• Your goal
Your answer should be a faithful copy of the entire listing.

• Data extract
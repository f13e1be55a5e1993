//! AI target selection on top of the engine's NPC priority.
//!
//! NPCs carry a priority far above anything else, so enemy AI always goes
//! for them first. Among equal priorities the weakest unit wins, then the
//! lowest id, which keeps selection deterministic.

use std::cmp::Reverse;

use recruit_core::{RecruitmentOrchestrator, TargetPriority, Unit, UnitId};

/// A candidate with its engine-assigned priority.
#[derive(Debug, Clone, PartialEq, Eq)]
pub struct RankedTarget {
    /// Candidate unit.
    pub unit_id: UnitId,
    /// Engine priority (`NONE` for non-NPCs).
    pub priority: TargetPriority,
    /// HP at ranking time.
    pub current_hp: u32,
}

/// Living candidates, best target first.
#[must_use]
pub fn rank_targets(orch: &RecruitmentOrchestrator, candidates: &[Unit]) -> Vec<RankedTarget> {
    let mut ranked: Vec<RankedTarget> = candidates
        .iter()
        .filter(|u| u.is_alive())
        .map(|u| RankedTarget {
            unit_id: u.id.clone(),
            priority: orch.get_npc_priority(&u.id),
            current_hp: u.current_hp,
        })
        .collect();
    ranked.sort_by_key(|t| (Reverse(t.priority), t.current_hp, t.unit_id.clone()));
    ranked
}

/// Pick the unit an AI attacker should hit, if any candidate is alive.
#[must_use]
pub fn select_target<'a>(orch: &RecruitmentOrchestrator, candidates: &'a [Unit]) -> Option<&'a Unit> {
    let best = rank_targets(orch, candidates).into_iter().next()?;
    candidates.iter().find(|u| u.id == best.unit_id)
}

• Task result
repository f13e1be55a5e1993
//! AI target selection on top of the engine's NPC priority.
//!
//! NPCs carry a priority far above anything else, so enemy AI always goes
//! for them first. Among equal priorities the weakest unit wins, then the
//! lowest id, which keeps selection deterministic.

use std::cmp::Reverse;

use recruit_core::{RecruitmentOrchestrator, TargetPriority, Unit, UnitId};

/// A candidate with its engine-assigned priority.
#[derive(Debug, Clone, PartialEq, Eq)]
pub struct RankedTarget {
    /// Candidate unit.
    pub unit_id: UnitId,
    /// Engine priority (`NONE` for non-NPCs).
    pub priority: TargetPriority,
    /// HP at ranking time.
    pub current_hp: u32,
}

/// Living candidates, best target first.
#[must_use]
pub fn rank_targets(orch: &RecruitmentOrchestrator, candidates: &[Unit]) -> Vec<RankedTarget> {
    let mut ranked: Vec<RankedTarget> = candidates
        .iter()
        .filter(|u| u.is_alive())
        .map(|u| RankedTarget {
            unit_id: u.id.clone(),
            priority: orch.get_npc_priority(&u.id),
            current_hp: u.current_hp,
        })
        .collect();
    ranked.sort_by_key(|t| (Reverse(t.priority), t.current_hp, t.unit_id.clone()));
    ranked
}

/// Pick the unit an AI attacker should hit, if any candidate is alive.
#[must_use]
pub fn select_target<'a>(orch: &RecruitmentOrchestrator, candidates: &'a [Unit]) -> Option<&'a Unit> {
    let best = rank_targets(orch, candidates).into_iter().next()?;
    candidates.iter().find(|u| u.id == best.unit_id)
}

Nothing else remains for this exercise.